After the publication of the LFG reports, the value of UST and Luna tokens continued to fall. The price of the stablecoin collapsed to $ 0.05, the Luna rate — to $0.00013 (last week it reached $80). The company stressed that they plan to use the remaining assets to compensate for the losses of holders of small amounts in UST.
UST lost its peg to the US dollar on May 8, when there was a sharp outflow of assets from the Anchor protocol, as a result of a reduction in the rate of return on deposits to 17.87%. LUNA, which is used to stabilize the UST price, has also suffered. The issue of altcoin was increased to 6.9 trillion tokens.
The risks of non-recovery of the token price are quite high, the senior analyst believes Bestchange.ru Nikita Zuborev. He explained that the blurring of value occurred against the background of an uncontrollably inflating token issue, which in theory was supposed to compensate for the reduction in the cost of UST security, but only intensified the fall. Also, the reputation of the development team has been seriously damaged.
"Even after a single case of such a large-scale failure, the credibility of their future projects will be undermined, and in the conditions of the "information war" that has been deployed around Do Kwon, this effect will multiply. In addition, the journalists managed to find out about the direct connections of the Terraform Labs team with the previously also "ruined" algorithmic stablecoin Basis Cash (BAC)," Zuborev explained.
He recalled that the CEO of the project himself said that he was unlikely to be able to "restore the entire ecosystem completely" and suggested that the community deliberately abandon the parity of the UST price with the US dollar, which at best would lead to multimillion-dollar losses of stablecoin holders. Any such plan will not bring at least some serious results to the main asset of the Terra (LUNA) project, the expert added.
According to him, we can expect to some extent the recovery of the price of Terra after the start of active actions to restore the ecosystem.
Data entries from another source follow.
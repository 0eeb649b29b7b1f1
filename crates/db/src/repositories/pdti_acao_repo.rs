//! Repository for the `pdti_acoes` table.

use sqlx::{PgConnection, PgPool};

use crate::models::pdti_acao::PdtiAcao;

const COLUMNS: &str = "id, descricao, situacao, tipo, data_conclusao";

/// Provides CRUD operations for PDTI actions.
pub struct PdtiAcaoRepo;

impl PdtiAcaoRepo {
    /// Insert a fully resolved action. A duplicate `id` is a unique violation.
    pub async fn insert(conn: &mut PgConnection, acao: &PdtiAcao) -> Result<PdtiAcao, sqlx::Error> {
        let query = format!(
            "INSERT INTO pdti_acoes (id, descricao, situacao, tipo, data_conclusao)
             VALUES ($1, $2, $3, $4, $5)
             RETURNING {COLUMNS}"
        );
        sqlx::query_as::<_, PdtiAcao>(&query)
            .bind(&acao.id)
            .bind(&acao.descricao)
            .bind(&acao.situacao)
            .bind(&acao.tipo)
            .bind(acao.data_conclusao)
            .fetch_one(conn)
            .await
    }

    /// Find an action by its plan code.
    pub async fn find_by_id(pool: &PgPool, id: &str) -> Result<Option<PdtiAcao>, sqlx::Error> {
        let query = format!("SELECT {COLUMNS} FROM pdti_acoes WHERE id = $1");
        sqlx::query_as::<_, PdtiAcao>(&query)
            .bind(id)
            .fetch_optional(pool)
            .await
    }

    /// Find an action and lock its row for the rest of the transaction.
    pub async fn find_for_update(
        conn: &mut PgConnection,
        id: &str,
    ) -> Result<Option<PdtiAcao>, sqlx::Error> {
        let query = format!("SELECT {COLUMNS} FROM pdti_acoes WHERE id = $1 FOR UPDATE");
        sqlx::query_as::<_, PdtiAcao>(&query)
            .bind(id)
            .fetch_optional(conn)
            .await
    }

    /// List all actions ordered by plan code.
    pub async fn list(pool: &PgPool) -> Result<Vec<PdtiAcao>, sqlx::Error> {
        let query = format!("SELECT {COLUMNS} FROM pdti_acoes ORDER BY id ASC");
        sqlx::query_as::<_, PdtiAcao>(&query).fetch_all(pool).await
    }

    /// Write the mutable columns of `acao` back to its row.
    pub async fn save(conn: &mut PgConnection, acao: &PdtiAcao) -> Result<PdtiAcao, sqlx::Error> {
        let query = format!(
            "UPDATE pdti_acoes SET
                descricao = $2,
                situacao = $3,
                tipo = $4,
                data_conclusao = $5
             WHERE id = $1
             RETURNING {COLUMNS}"
        );
        sqlx::query_as::<_, PdtiAcao>(&query)
            .bind(&acao.id)
            .bind(&acao.descricao)
            .bind(&acao.situacao)
            .bind(&acao.tipo)
            .bind(acao.data_conclusao)
            .fetch_one(conn)
            .await
    }

    /// Delete an action. Returns `true` if a row was removed.
    pub async fn delete(conn: &mut PgConnection, id: &str) -> Result<bool, sqlx::Error> {
        let result = sqlx::query("DELETE FROM pdti_acoes WHERE id = $1")
            .bind(id)
            .execute(conn)
            .await?;
        Ok(result.rows_affected() > 0)
    }
}
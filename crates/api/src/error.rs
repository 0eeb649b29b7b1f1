use axum::extract::rejection::JsonRejection;
use axum::http::StatusCode;
use axum::response::{IntoResponse, Response};
use painel_core::error::CoreError;
use serde_json::json;

/// Application-level error type for HTTP handlers.
///
/// Wraps [`CoreError`] for domain errors and adds HTTP-specific variants.
/// Every variant renders as `{"erro": <message>}`.
#[derive(Debug, thiserror::Error)]
pub enum AppError {
    /// A domain-level error from `painel_core`.
    #[error(transparent)]
    Core(#[from] CoreError),

    /// A database error from sqlx.
    #[error("Database error: {0}")]
    Database(#[from] sqlx::Error),

    /// A bad request with a human-readable message.
    #[error("Bad request: {0}")]
    BadRequest(String),
}

/// Convenience type alias for handler return values.
pub type AppResult<T> = Result<T, AppError>;

impl IntoResponse for AppError {
    fn into_response(self) -> Response {
        let (status, message) = match &self {
            // --- CoreError variants ---
            AppError::Core(core) => match core {
                CoreError::NotFound { .. } => (StatusCode::NOT_FOUND, core.to_string()),
                CoreError::Validation(msg) => (StatusCode::BAD_REQUEST, msg.clone()),
            },

            // --- Database errors ---
            AppError::Database(err) => classify_sqlx_error(err),

            // --- HTTP-specific errors ---
            AppError::BadRequest(msg) => (StatusCode::BAD_REQUEST, msg.clone()),
        };

        (status, axum::Json(json!({ "erro": message }))).into_response()
    }
}

impl From<JsonRejection> for AppError {
    fn from(rejection: JsonRejection) -> Self {
        AppError::BadRequest(rejection.body_text())
    }
}

/// Classify a sqlx error into an HTTP status and message.
///
/// - `RowNotFound` maps to 404.
/// - Errors reported by Postgres itself (unique, foreign-key, not-null and
///   check violations, out-of-range values) map to 400 with the database
///   message verbatim. The surrounding transaction is already dropped.
/// - Everything else (pool timeout, I/O, protocol) maps to 500 with a
///   sanitized message.
fn classify_sqlx_error(err: &sqlx::Error) -> (StatusCode, String) {
    match err {
        sqlx::Error::RowNotFound => (
            StatusCode::NOT_FOUND,
            "Registro não encontrado".to_string(),
        ),
        sqlx::Error::Database(db_err) => {
            tracing::warn!(
                error = %db_err,
                code = ?db_err.code(),
                constraint = ?db_err.constraint(),
                "Write rejected by database"
            );
            (StatusCode::BAD_REQUEST, db_err.message().to_string())
        }
        other => {
            tracing::error!(error = %other, "Database error");
            (
                StatusCode::INTERNAL_SERVER_ERROR,
                "Erro interno ao acessar o banco de dados".to_string(),
            )
        }
    }
}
At a minimum, by drastically reducing the issue, reallocating priorities and using unspent bitcoin reserves from the Luna Foundation Guard stabilization fund, it is possible to create a serious technical impetus for the growth of the LUNA price, and some late investors will be able to earn several tens of percent, provided that the selling power of early investors (who lost more than 99%) will not exceed purchases.
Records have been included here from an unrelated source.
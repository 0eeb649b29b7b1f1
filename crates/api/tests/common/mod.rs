#![allow(dead_code)]

use axum::body::Body;
use axum::http::header::CONTENT_TYPE;
use axum::http::{Method, Request};
use axum::response::Response;
use axum::Router;
use http_body_util::BodyExt;
use sqlx::PgPool;
use tower::ServiceExt;

use painel_api::config::ServerConfig;
use painel_api::router::build_app_router;
use painel_api::state::AppState;

/// Build a test `ServerConfig` with safe defaults.
///
/// Uses `http://localhost:5173` as CORS origin and a 30-second request
/// timeout.
pub fn test_config() -> ServerConfig {
    ServerConfig {
        host: "127.0.0.1".to_string(),
        port: 0,
        cors_origins: vec!["http://localhost:5173".to_string()],
        request_timeout_secs: 30,
        database_max_connections: 5,
    }
}

/// Build the full application router (same middleware stack as `main.rs`)
/// over the given pool.
pub fn build_test_app(pool: PgPool) -> Router {
    build_app_router(AppState { pool }, &test_config())
}

async fn send(app: Router, request: Request<Body>) -> Response {
    app.oneshot(request).await.unwrap()
}

pub async fn get(app: Router, uri: &str) -> Response {
    let request = Request::builder().uri(uri).body(Body::empty()).unwrap();
    send(app, request).await
}

pub async fn delete(app: Router, uri: &str) -> Response {
    let request = Request::builder()
        .method(Method::DELETE)
        .uri(uri)
        .body(Body::empty())
        .unwrap();
    send(app, request).await
}

pub async fn post_json(app: Router, uri: &str, body: serde_json::Value) -> Response {
    send_json(app, Method::POST, uri, body).await
}

pub async fn put_json(app: Router, uri: &str, body: serde_json::Value) -> Response {
    send_json(app, Method::PUT, uri, body).await
}

async fn send_json(app: Router, method: Method, uri: &str, body: serde_json::Value) -> Response {
    let request = Request::builder()
        .method(method)
        .uri(uri)
        .header(CONTENT_TYPE, "application/json")
        .body(Body::from(body.to_string()))
        .unwrap();
    send(app, request).await
}

/// Send a raw (possibly malformed) body with a JSON content type.
pub async fn post_raw(app: Router, uri: &str, body: &'static str) -> Response {
    let request = Request::builder()
        .method(Method::POST)
        .uri(uri)
        .header(CONTENT_TYPE, "application/json")
        .body(Body::from(body))
        .unwrap();
    send(app, request).await
}

pub async fn body_bytes(response: Response) -> axum::body::Bytes {
    response.into_body().collect().await.unwrap().to_bytes()
}

pub async fn body_json(response: Response) -> serde_json::Value {
    serde_json::from_slice(&body_bytes(response).await).unwrap()
}

/// Create a project with the required fields plus `extra`, returning its id.
pub async fn create_projeto(pool: &PgPool, nome: &str, extra: serde_json::Value) -> i64 {
    let mut body = serde_json::json!({
        "nome": nome,
        "tipo": "Sistema",
        "coordenacao": "CODES",
        "status": "Em andamento",
    });
    if let (Some(base), Some(extra)) = (body.as_object_mut(), extra.as_object()) {
        base.extend(extra.clone());
    }
    let response = post_json(build_test_app(pool.clone()), "/api/projetos", body).await;
    assert_eq!(response.status(), axum::http::StatusCode::CREATED);
    body_json(response).await["id"].as_i64().unwrap()
}
use axum::extract::State;
use axum::{routing::get, Json, Router};
use serde::Serialize;

use crate::state::AppState;

/// Health check response payload.
#[derive(Serialize)]
pub struct HealthResponse {
    /// Overall service status.
    pub status: &'static str,
    /// Crate version from Cargo.toml.
    pub version: &'static str,
    /// Whether the database is reachable.
    pub db_healthy: bool,
}

/// GET /health -- returns service and database health.
async fn health_check(State(state): State<AppState>) -> Json<HealthResponse> {
    let db_healthy = painel_db::health_check(&state.pool).await.is_ok();

    let status = if db_healthy { "ok" } else { "degraded" };

    Json(HealthResponse {
        status,
        version: env!("CARGO_PKG_VERSION"),
        db_healthy,
    })
}

/// Mount health check routes (root level, not under `/api`).
pub fn router() -> Router<AppState> {
    Router::new().route("/health", get(health_check))
}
"In any case, such a "trail" of deceived investors will not allow the project to develop steadily in the long term with any recovery plan," Zuborev is sure.
Nikita Soshnikov, director of Alfacash, agreed with him, who also does not see long-term prospects for Luna. According to Soshnikov, in this case, you can only buy a "deliberately failed project" in the hope of then selling to "hamsters" who are still in denial and hope for the revival of the project.
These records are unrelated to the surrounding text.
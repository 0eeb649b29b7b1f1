use std::net::SocketAddr;

use tracing_subscriber::{layer::SubscriberExt, util::SubscriberInitExt};

use painel_api::config::ServerConfig;
use painel_api::router::build_app_router;
use painel_api::state::AppState;

#[tokio::main]
async fn main() {
    dotenvy::dotenv().ok();

    // --- Tracing ---
    let filter = tracing_subscriber::EnvFilter::try_from_default_env()
        .unwrap_or_else(|_| "painel_api=debug,tower_http=debug".into());
    let json_logs = std::env::var("LOG_FORMAT").is_ok_and(|v| v.eq_ignore_ascii_case("json"));

    if json_logs {
        tracing_subscriber::registry()
            .with(filter)
            .with(tracing_subscriber::fmt::layer().json())
            .init();
    } else {
        tracing_subscriber::registry()
            .with(filter)
            .with(tracing_subscriber::fmt::layer())
            .init();
    }

    // --- Configuration ---
    let config = ServerConfig::from_env();
    tracing::info!(host = %config.host, port = %config.port, "Loaded server configuration");

    // --- Database ---
    let database_url = std::env::var("DATABASE_URL").expect("DATABASE_URL must be set");

    let pool = painel_db::create_pool(&database_url, config.database_max_connections)
        .await
        .expect("Failed to connect to database");
    tracing::info!("Database connection pool created");

    painel_db::health_check(&pool)
        .await
        .expect("Database health check failed");
    tracing::info!("Database health check passed");

    painel_db::run_migrations(&pool)
        .await
        .expect("Failed to run database migrations");
    tracing::info!("Database migrations applied");

    // --- Router ---
    let app = build_app_router(AppState { pool: pool.clone() }, &config);

    // --- Start server ---
    let addr = SocketAddr::new(
        config.host.parse().expect("Invalid HOST address"),
        config.port,
    );
    tracing::info!(%addr, "Starting server");

    let listener = tokio::net::TcpListener::bind(addr)
        .await
        .expect("Failed to bind to address");

    axum::serve(listener, app)
        .with_graceful_shutdown(shutdown_signal())
        .await
        .expect("Server error");

    tracing::info!("Server stopped accepting connections, closing pool");
    pool.close().await;
    tracing::info!("Graceful shutdown complete");
}

/// Wait for a termination signal to initiate graceful shutdown.
///
/// Handles both SIGINT (Ctrl-C) and SIGTERM (on Unix).
async fn shutdown_signal() {
    let ctrl_c = async {
        tokio::signal::ctrl_c()
            .await
            .expect("Failed to install Ctrl-C handler");
    };

    #[cfg(unix)]
    let terminate = async {
        tokio::signal::unix::signal(tokio::signal::unix::SignalKind::terminate())
            .expect("Failed to install SIGTERM handler")
            .recv()
            .await;
    };

    #[cfg(not(unix))]
    let terminate = std::future::pending::<()>();

    tokio::select! {
        () = ctrl_c => {
            tracing::info!("Received SIGINT (Ctrl-C), starting graceful shutdown");
        }
        () = terminate => {
            tracing::info!("Received SIGTERM, starting graceful shutdown");
        }
    }
}
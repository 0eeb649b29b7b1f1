//! Repository for the `sustentacao_observacoes` table.

use painel_core::types::DbId;
use sqlx::{PgConnection, PgPool};

use crate::models::observacao::Observacao;

const COLUMNS: &str = "id, numero_chamado, texto, criado_em";

/// Provides CRUD operations for ticket observations.
pub struct ObservacaoRepo;

impl ObservacaoRepo {
    /// Attach an observation to a ticket. `texto` must already be trimmed.
    pub async fn create(
        conn: &mut PgConnection,
        numero_chamado: &str,
        texto: &str,
    ) -> Result<Observacao, sqlx::Error> {
        let query = format!(
            "INSERT INTO sustentacao_observacoes (numero_chamado, texto)
             VALUES ($1, $2)
             RETURNING {COLUMNS}"
        );
        sqlx::query_as::<_, Observacao>(&query)
            .bind(numero_chamado)
            .bind(texto)
            .fetch_one(conn)
            .await
    }

    /// List a ticket's observations, newest first.
    pub async fn list_by_chamado(
        pool: &PgPool,
        numero_chamado: &str,
    ) -> Result<Vec<Observacao>, sqlx::Error> {
        let query = format!(
            "SELECT {COLUMNS} FROM sustentacao_observacoes
             WHERE numero_chamado = $1
             ORDER BY criado_em DESC, id DESC"
        );
        sqlx::query_as::<_, Observacao>(&query)
            .bind(numero_chamado)
            .fetch_all(pool)
            .await
    }

    /// Replace an observation's text. Returns `None` if no row matched.
    pub async fn update_texto(
        conn: &mut PgConnection,
        id: DbId,
        texto: &str,
    ) -> Result<Option<Observacao>, sqlx::Error> {
        let query = format!(
            "UPDATE sustentacao_observacoes SET texto = $2
             WHERE id = $1
             RETURNING {COLUMNS}"
        );
        sqlx::query_as::<_, Observacao>(&query)
            .bind(id)
            .bind(texto)
            .fetch_optional(conn)
            .await
    }

    /// Delete an observation. Returns `true` if a row was removed.
    pub async fn delete(conn: &mut PgConnection, id: DbId) -> Result<bool, sqlx::Error> {
        let result = sqlx::query("DELETE FROM sustentacao_observacoes WHERE id = $1")
            .bind(id)
            .execute(conn)
            .await?;
        Ok(result.rows_affected() > 0)
    }
}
"The reputation of Luna and UST has been irretrievably lost, too much negative information about the founders, their manipulations, and previous projects has appeared in the information field," the specialist stressed.
He called Terra the "most hated" project in the crypto space. According to Soshnikov, the failure of altcoin had a negative impact on the market as a whole, so there were no hopes for a rapid growth of the bitcoin exchange rate, and new legislation will appear in the industry, tightening regulatory supervision of stablecoins.
The idea of maintaining the course of a decentralized stablecoin with the help of cryptocurrency reserves was expected to fail, according to Roman Nekrasov, co-founder of the ENCRY Foundation. He noted that tokenomics, on which the value of Luna was based, including the Anchor protocol, which promised 20% per annum for UST stacking, also raises questions.
"I don't see any prospects of recovery for Luna and UST, the confidence of market participants has been undermined. The collapse of UST provoked a domino effect and a collapse in the crypto market, pulling other cryptocurrencies with it and, perhaps, will be the first in a series of bankruptcies of other stablecoins," Nekrasov predicted.